Once in a while the old folks find a little “advancement” with something like a few college courses or even via the activities programs in some places, especially if somehow still rather healthy youngish (the age bracket for places varies as some start at age 55 and some require ages over 60).  Personal development isn’t all that common in spite of the frequently advertised pictures of people having an interesting “senior citizen” life.  So, in the world that is out there somewhere there are those “on the way up” as they say, and those on the way down. Down is depressive. 

A look around can establish reality.Camera  

Topics, Topics

There are several things that might be ordinarily covered in these pages.  The village in a strange land (ancestry, in essence) is one that can be discussed a lot more since there are actually two villages that might be brought out as there’s one on each side of the family.  In this world of today that’s in two different countries.  But ancestry “over there” is not all there is to it.  There is special ancestry in these United States as well, some by marriage and some by recent heritage. 

In addition, as has been seen here and there, there’s the ordinary living in the old folks’ home (properly known as a senior retirement community).  This might be worthwhile to anyone looking for a family member or themselves.  The ordinary living always comes to mind when fire department crews are around, which is often, sometimes a couple days  in a single week.  Someone younger just living in a house on a street, etc., is not used to seeing emergency people around all of the time and other unique facets. 

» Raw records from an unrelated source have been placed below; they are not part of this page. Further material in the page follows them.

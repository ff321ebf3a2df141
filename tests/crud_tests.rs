// The generic CRUD contract exercised end-to-end against an in-memory
// database, through the same CrudResource implementations the routers use.

use minhaty::db::create_test_pool;
use minhaty::error::AppError;
use minhaty::models::scholarship::{ScholarshipFilter, ScholarshipPayload};
use minhaty::models::settings::SettingsPayload;
use minhaty::models::taxonomy::TermPayload;
use minhaty::services::catalog_service::{self, ScholarshipResource};
use minhaty::services::resource::{CrudResource, ListParams};
use minhaty::services::taxonomy_service::CountryResource;
use minhaty::services::{settings_service, subscriber_service};

fn term(name: &str, slug: Option<&str>) -> TermPayload {
    TermPayload {
        name: name.into(),
        slug: slug.map(str::to_string),
        description: String::new(),
    }
}

fn scholarship(title: &str, slug: Option<&str>) -> ScholarshipPayload {
    ScholarshipPayload {
        title: title.into(),
        slug: slug.map(str::to_string),
        summary: "ملخص".into(),
        body: String::new(),
        country_id: None,
        level_id: None,
        category_id: None,
        funding: "full".into(),
        deadline: None,
        apply_url: "https://example.org/apply".into(),
        image_url: None,
        featured: false,
        published: true,
    }
}

#[tokio::test]
async fn create_derives_the_slug_from_the_name() {
    let pool = create_test_pool().await.unwrap();
    let created = CountryResource::create(&pool, term("United  Kingdom", None))
        .await
        .unwrap();
    assert_eq!(created.slug, "united-kingdom");

    // Explicit slug wins over derivation.
    let explicit = CountryResource::create(&pool, term("تركيا", Some("turkey")))
        .await
        .unwrap();
    assert_eq!(explicit.slug, "turkey");
}

#[tokio::test]
async fn arabic_only_name_without_slug_is_rejected() {
    let pool = create_test_pool().await.unwrap();
    let err = CountryResource::create(&pool, term("تركيا", None))
        .await
        .unwrap_err();
    assert!(matches!(err, AppError::Validation(_)), "got {err:?}");
}

#[tokio::test]
async fn duplicate_slug_is_a_conflict_not_a_500() {
    let pool = create_test_pool().await.unwrap();
    CountryResource::create(&pool, term("Turkey", None))
        .await
        .unwrap();
    let err = CountryResource::create(&pool, term("Anywhere", Some("turkey")))
        .await
        .unwrap_err();
    assert!(matches!(err, AppError::Conflict(_)), "got {err:?}");
}

#[tokio::test]
async fn list_find_update_delete_round_trip() {
    let pool = create_test_pool().await.unwrap();
    let created = CountryResource::create(&pool, term("Germany", None))
        .await
        .unwrap();

    let mut params = ListParams::new();
    assert_eq!(CountryResource::list(&pool, &params).await.unwrap().len(), 1);

    params.insert("q".into(), "germ".into());
    assert_eq!(CountryResource::list(&pool, &params).await.unwrap().len(), 1);
    params.insert("q".into(), "nomatch".into());
    assert!(CountryResource::list(&pool, &params).await.unwrap().is_empty());

    let updated = CountryResource::update(&pool, created.id, term("Deutschland", None))
        .await
        .unwrap();
    assert_eq!(updated.name, "Deutschland");
    assert_eq!(updated.slug, "deutschland");

    let found = CountryResource::find(&pool, created.id).await.unwrap();
    assert_eq!(found.unwrap().name, "Deutschland");

    assert!(CountryResource::delete(&pool, created.id).await.unwrap());
    assert!(!CountryResource::delete(&pool, created.id).await.unwrap());
    assert!(CountryResource::find(&pool, created.id).await.unwrap().is_none());
}

#[tokio::test]
async fn update_of_a_missing_row_is_not_found() {
    let pool = create_test_pool().await.unwrap();
    let err = CountryResource::update(&pool, 999, term("Ghost", None))
        .await
        .unwrap_err();
    assert!(matches!(err, AppError::NotFound(_)), "got {err:?}");
}

#[tokio::test]
async fn invalid_payload_is_rejected_before_any_insert() {
    let pool = create_test_pool().await.unwrap();
    let err = CountryResource::create(&pool, term("   ", None))
        .await
        .unwrap_err();
    assert!(matches!(err, AppError::Validation(_)));
    assert!(CountryResource::list(&pool, &ListParams::new())
        .await
        .unwrap()
        .is_empty());
}

#[tokio::test]
async fn public_listing_honors_filters_and_publication() {
    let pool = create_test_pool().await.unwrap();
    let turkey = CountryResource::create(&pool, term("Turkey", None))
        .await
        .unwrap();

    let mut in_turkey = scholarship("Turkey Government Scholarship", None);
    in_turkey.country_id = Some(turkey.id);
    ScholarshipResource::create(&pool, in_turkey).await.unwrap();

    let mut draft = scholarship("Unpublished Draft", None);
    draft.published = false;
    ScholarshipResource::create(&pool, draft).await.unwrap();

    ScholarshipResource::create(&pool, scholarship("DAAD Masters Grant", None))
        .await
        .unwrap();

    // Drafts never reach the public listing.
    let all = catalog_service::list_published(&pool, &ScholarshipFilter::default())
        .await
        .unwrap();
    assert_eq!(all.len(), 2);

    // Country filter by slug.
    let filter = ScholarshipFilter {
        country: Some("turkey".into()),
        ..Default::default()
    };
    let in_country = catalog_service::list_published(&pool, &filter).await.unwrap();
    assert_eq!(in_country.len(), 1);
    assert_eq!(in_country[0].slug, "turkey-government-scholarship");

    // Substring search over title and summary.
    let filter = ScholarshipFilter {
        q: Some("DAAD".into()),
        ..Default::default()
    };
    let hits = catalog_service::list_published(&pool, &filter).await.unwrap();
    assert_eq!(hits.len(), 1);

    // The admin list sees drafts too.
    let admin_view = ScholarshipResource::list(&pool, &ListParams::new())
        .await
        .unwrap();
    assert_eq!(admin_view.len(), 3);
}

#[tokio::test]
async fn featured_home_query_only_returns_published_featured() {
    let pool = create_test_pool().await.unwrap();

    let mut featured = scholarship("Featured One", None);
    featured.featured = true;
    ScholarshipResource::create(&pool, featured).await.unwrap();

    let mut hidden = scholarship("Featured Draft", None);
    hidden.featured = true;
    hidden.published = false;
    ScholarshipResource::create(&pool, hidden).await.unwrap();

    ScholarshipResource::create(&pool, scholarship("Plain", None))
        .await
        .unwrap();

    let featured = catalog_service::featured(&pool, 6).await.unwrap();
    assert_eq!(featured.len(), 1);
    assert_eq!(featured[0].title, "Featured One");
}

#[tokio::test]
async fn slug_lookup_only_serves_published_entries() {
    let pool = create_test_pool().await.unwrap();
    let mut draft = scholarship("Hidden", None);
    draft.published = false;
    ScholarshipResource::create(&pool, draft).await.unwrap();

    assert!(catalog_service::find_published_by_slug(&pool, "hidden")
        .await
        .unwrap()
        .is_none());
}

#[tokio::test]
async fn subscribing_twice_is_idempotent() {
    let pool = create_test_pool().await.unwrap();

    let (first, created) = subscriber_service::subscribe(&pool, "Reader@Example.com")
        .await
        .unwrap();
    assert!(created);
    assert_eq!(first.email, "reader@example.com");

    let (again, created_again) = subscriber_service::subscribe(&pool, "reader@example.com")
        .await
        .unwrap();
    assert!(!created_again);
    assert_eq!(again.id, first.id);

    assert_eq!(subscriber_service::list(&pool).await.unwrap().len(), 1);
}

#[tokio::test]
async fn settings_row_is_seeded_and_updatable() {
    let pool = create_test_pool().await.unwrap();

    let seeded = settings_service::get(&pool).await.unwrap();
    assert_eq!(seeded.id, 1);
    assert!(!seeded.site_name.is_empty());

    let updated = settings_service::update(
        &pool,
        SettingsPayload {
            site_name: "منحتي".into(),
            tagline: "كل المنح في مكان واحد".into(),
            contact_email: "info@example.com".into(),
            facebook_url: Some("https://facebook.com/minhaty".into()),
            twitter_url: None,
        },
    )
    .await
    .unwrap();
    assert_eq!(updated.tagline, "كل المنح في مكان واحد");
    assert_eq!(updated.facebook_url.as_deref(), Some("https://facebook.com/minhaty"));
}
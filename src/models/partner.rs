// src/models/partner.rs
use crate::error::AppResult;
use crate::validate::{FieldErrors, Validate};
use chrono::NaiveDateTime;
use serde::{Deserialize, Serialize};
use sqlx::FromRow;

#[derive(Debug, Clone, FromRow, Serialize, Deserialize)]
pub struct Partner {
    pub id: i64,
    pub name: String,
    pub slug: String,
    pub logo_url: String,
    pub website_url: Option<String>,
    pub created_at: NaiveDateTime,
    pub updated_at: NaiveDateTime,
}

#[derive(Debug, Clone, Deserialize)]
pub struct PartnerPayload {
    pub name: String,
    #[serde(default)]
    pub slug: Option<String>,
    pub logo_url: String,
    #[serde(default)]
    pub website_url: Option<String>,
}

impl Validate for PartnerPayload {
    fn validate(&self) -> AppResult<()> {
        let mut errs = FieldErrors::new();
        errs.require("name", &self.name);
        errs.max_len("name", &self.name, 200);
        errs.slug("slug", self.slug.as_deref());
        errs.require("logo_url", &self.logo_url);
        errs.max_len("logo_url", &self.logo_url, 2000);
        errs.finish()
    }
}
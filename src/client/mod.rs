// src/client/mod.rs
//
// Data-access layer for admin front ends. Implemented once, generically,
// instead of once per entity screen: response parsing happens at this
// boundary only, list caches are versioned so mutations can invalidate
// them deterministically, and destructive actions go through an explicit
// confirmation flow.

pub mod auth;
pub mod delete;
pub mod payload;
pub mod resource;

pub use auth::{AuthGate, AuthState};
pub use delete::DeleteFlow;
pub use payload::{parse_item, parse_list, ItemEnvelope, ListPayload};
pub use resource::{CacheRegistry, ResourceClient, ResourceSpec, Transport};

use thiserror::Error;

#[derive(Error, Debug)]
pub enum ClientError {
    #[error("request failed: {0}")]
    Transport(String),

    /// The server answered with `success: false`; the message is shown to
    /// the user verbatim.
    #[error("{0}")]
    Api(String),

    #[error("failed to decode response: {0}")]
    Decode(#[from] serde_json::Error),

    /// The submit control is gated while a mutation is in flight. There is
    /// no idempotency key: a user who retries after a timeout may still
    /// create a duplicate record.
    #[error("a mutation is already in flight")]
    MutationInFlight,

    #[error("no entity selected for deletion")]
    NothingSelected,
}
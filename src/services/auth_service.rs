// src/services/auth_service.rs
//
// Credential hashing/verification, isolated so the algorithm can change
// without touching call sites. bcrypt runs on the blocking pool.

use crate::error::{AppError, AppResult};

/// Checks a submitted password against a stored bcrypt hash.
pub async fn verify_password(password: &str, stored_hash: &str) -> AppResult<bool> {
    let password = password.to_string();
    let stored_hash = stored_hash.to_string();
    tokio::task::spawn_blocking(move || bcrypt::verify(&password, &stored_hash))
        .await
        .map_err(|e| {
            tracing::error!("spawn_blocking failed (verify_password): {:?}", e);
            AppError::Internal
        })?
        .map_err(|e| {
            tracing::error!("bcrypt verify failed: {:?}", e);
            AppError::PasswordHashing
        })
}

/// Hashes a password with bcrypt at the default cost.
pub async fn hash_password(password: &str) -> AppResult<String> {
    let password = password.to_string();
    tokio::task::spawn_blocking(move || bcrypt::hash(&password, bcrypt::DEFAULT_COST))
        .await
        .map_err(|e| {
            tracing::error!("spawn_blocking failed (hash_password): {:?}", e);
            AppError::Internal
        })?
        .map_err(|e| {
            tracing::error!("bcrypt hash failed: {:?}", e);
            AppError::PasswordHashing
        })
}
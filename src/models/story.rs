// src/models/story.rs
use crate::error::AppResult;
use crate::validate::{FieldErrors, Validate};
use chrono::NaiveDateTime;
use serde::{Deserialize, Serialize};
use sqlx::FromRow;

/// A student success story shown on the public site.
#[derive(Debug, Clone, FromRow, Serialize, Deserialize)]
pub struct Story {
    pub id: i64,
    pub student_name: String,
    pub title: String,
    pub slug: String,
    pub body: String,
    pub image_url: Option<String>,
    pub published: bool,
    pub created_at: NaiveDateTime,
    pub updated_at: NaiveDateTime,
}

#[derive(Debug, Clone, Deserialize)]
pub struct StoryPayload {
    pub student_name: String,
    pub title: String,
    #[serde(default)]
    pub slug: Option<String>,
    #[serde(default)]
    pub body: String,
    #[serde(default)]
    pub image_url: Option<String>,
    #[serde(default)]
    pub published: bool,
}

impl Validate for StoryPayload {
    fn validate(&self) -> AppResult<()> {
        let mut errs = FieldErrors::new();
        errs.require("student_name", &self.student_name);
        errs.max_len("student_name", &self.student_name, 200);
        errs.require("title", &self.title);
        errs.max_len("title", &self.title, 300);
        errs.slug("slug", self.slug.as_deref());
        errs.finish()
    }
}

Those aren’t the only lines of thought possible.  The big problem is to put enough variety into things that regular viewers get a mix of tales and discussion, rather than an endless rambling on one topic, to allow for a possibility of having a few words sometime about this special part of the country for outsiders.  The Great Lakes region is the known area, and it’s rather unique in the world.  It is a thousand miles or so inland.  In addition the apartment’s by a river system to the Gulf. (More some other time.)

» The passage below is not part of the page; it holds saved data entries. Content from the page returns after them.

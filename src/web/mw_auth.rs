// src/web/mw_auth.rs
use crate::{error::AppError, services::user_service, state::AppState};
use axum::{
    extract::{Request, State},
    middleware::Next,
    response::Response,
};
use tower_sessions::Session;

/// The authenticated user, injected into request extensions by
/// `require_auth` so downstream handlers never re-query it.
#[derive(Clone, Debug)]
pub struct CurrentUser(pub crate::models::user::User);

/// Gate for the admin API. Loads the user id from the session and
/// re-fetches the user row on every request: a session whose user has been
/// deleted fails closed and the stale session is flushed.
pub async fn require_auth(
    State(state): State<AppState>,
    session: Session,
    mut request: Request,
    next: Next,
) -> Result<Response, AppError> {
    let user_id = session
        .get::<i64>("user_id")
        .await
        .map_err(|e| AppError::Session(format!("failed to read session: {e}")))?;

    let Some(user_id) = user_id else {
        tracing::debug!("auth mw: no session identity, rejecting");
        return Err(AppError::Unauthorized);
    };

    match user_service::find_by_id(&state.db_pool, user_id).await? {
        Some(user) => {
            tracing::debug!("auth mw: '{}' authenticated", user.username);
            request.extensions_mut().insert(CurrentUser(user));
            Ok(next.run(request).await)
        }
        None => {
            tracing::warn!("auth mw: session references deleted user {}, flushing", user_id);
            session
                .flush()
                .await
                .map_err(|e| AppError::Session(format!("failed to flush session: {e}")))?;
            Err(AppError::Unauthorized)
        }
    }
}
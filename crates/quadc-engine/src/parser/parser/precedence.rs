//! Operator precedence table for binary expression parsing.

use crate::parser::token::Token;

/// Operator precedence level (higher = tighter binding).
#[derive(Debug, Clone, Copy, PartialEq, Eq, PartialOrd, Ord)]
pub enum Precedence {
    None = 0,
    Assignment = 1,     // =, +=, -=, *=, /=, %=
    LogicalOr = 2,      // ||
    LogicalAnd = 3,     // &&
    Equality = 4,       // ==, !=
    Relational = 5,     // <, <=, >, >=
    Additive = 6,       // +, -
    Multiplicative = 7, // *, /, %
    Unary = 8,          // -, !, *, &, ++, --
    Postfix = 9,        // (), [], ++, --
}

impl Precedence {
    /// The next tighter level, used for left-associative operands
    pub fn next(self) -> Precedence {
        match self {
            Precedence::None => Precedence::Assignment,
            Precedence::Assignment => Precedence::LogicalOr,
            Precedence::LogicalOr => Precedence::LogicalAnd,
            Precedence::LogicalAnd => Precedence::Equality,
            Precedence::Equality => Precedence::Relational,
            Precedence::Relational => Precedence::Additive,
            Precedence::Additive => Precedence::Multiplicative,
            Precedence::Multiplicative => Precedence::Unary,
            Precedence::Unary | Precedence::Postfix => Precedence::Postfix,
        }
    }
}

/// Get the precedence of an infix operator token.
pub fn get_precedence(token: &Token) -> Precedence {
    match token {
        Token::Equal
        | Token::PlusEqual
        | Token::MinusEqual
        | Token::StarEqual
        | Token::SlashEqual
        | Token::PercentEqual => Precedence::Assignment,

        Token::PipePipe => Precedence::LogicalOr,
        Token::AmpAmp => Precedence::LogicalAnd,
        Token::EqualEqual | Token::BangEqual => Precedence::Equality,
        Token::Less | Token::LessEqual | Token::Greater | Token::GreaterEqual => {
            Precedence::Relational
        }
        Token::Plus | Token::Minus => Precedence::Additive,
        Token::Star | Token::Slash | Token::Percent => Precedence::Multiplicative,
        _ => Precedence::None,
    }
}

/// Assignment is the only right-associative infix level.
pub fn is_right_associative(token: &Token) -> bool {
    get_precedence(token) == Precedence::Assignment
}

#[cfg(test)]
mod tests {
    use super::*;

    #[test]
    fn test_precedence_ordering() {
        assert!(get_precedence(&Token::Star) > get_precedence(&Token::Plus));
        assert!(get_precedence(&Token::Plus) > get_precedence(&Token::Less));
        assert!(get_precedence(&Token::AmpAmp) > get_precedence(&Token::PipePipe));
        assert!(get_precedence(&Token::PipePipe) > get_precedence(&Token::PlusEqual));
        assert_eq!(get_precedence(&Token::Semicolon), Precedence::None);
    }

    #[test]
    fn test_associativity() {
        assert!(is_right_associative(&Token::Equal));
        assert!(!is_right_associative(&Token::Minus));
    }
}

The world is full of things.Airplane

A Small Village In A Strange Land – Part 9

A nice lady sent the village pictures.  Two more here at a distance showing it is really a small place:

view of the village from the highway 

The above is from the highway according to notes.

view of the village from the roof 

The notes for this one say the picture taking was from the roof of something, but there is nothing to say what.  That the village is sort of all together at a distance suggests a wild guess at it being the roof of the castle.  The fact that it also looks like the roof is in need of repairs can likewise suggest that it’s the roof of the castle.  It’s a view then of the world at hand from the perspective of the owners or at least residents of the castle.  The thought’s interesting (and a possibility) and maybe worth a climb up to the roof.

Things that look the same may be very different.Camera 


A Small Village In A Strange Land – Part 8

Monument to the fallen in the first world War I

The identifying description (cutline) for the above which came from some unknown source says it’s a monument to the fallen in the first world war. The white emblem displayed is also the national symbol (on the national flag).  That would be the equivalent to signs of Irishness one sees on St. Patrick’s day.  It (along with the wolf’s paw) can be claimed by yours truly, although perhaps not so much.  It is heartening to know even a small village will find some means to remember those who have defended the land. It is not known at this desk how many there were.     

“What might have been” is always a waste of time, but any such speculation can lead to interesting conclusions amid other things.  In this particular ancestry hunt, Once the two villages from which the elders migrated were actually located on a map, it was almost immediately noticed those two villages were fairly close together.  If the families had stayed, it’s not beyond the realm of good possibility that parents would have met, married and created the same final offspring (yours truly).  Based on the events as is known, the upbringing, etc., would have been there.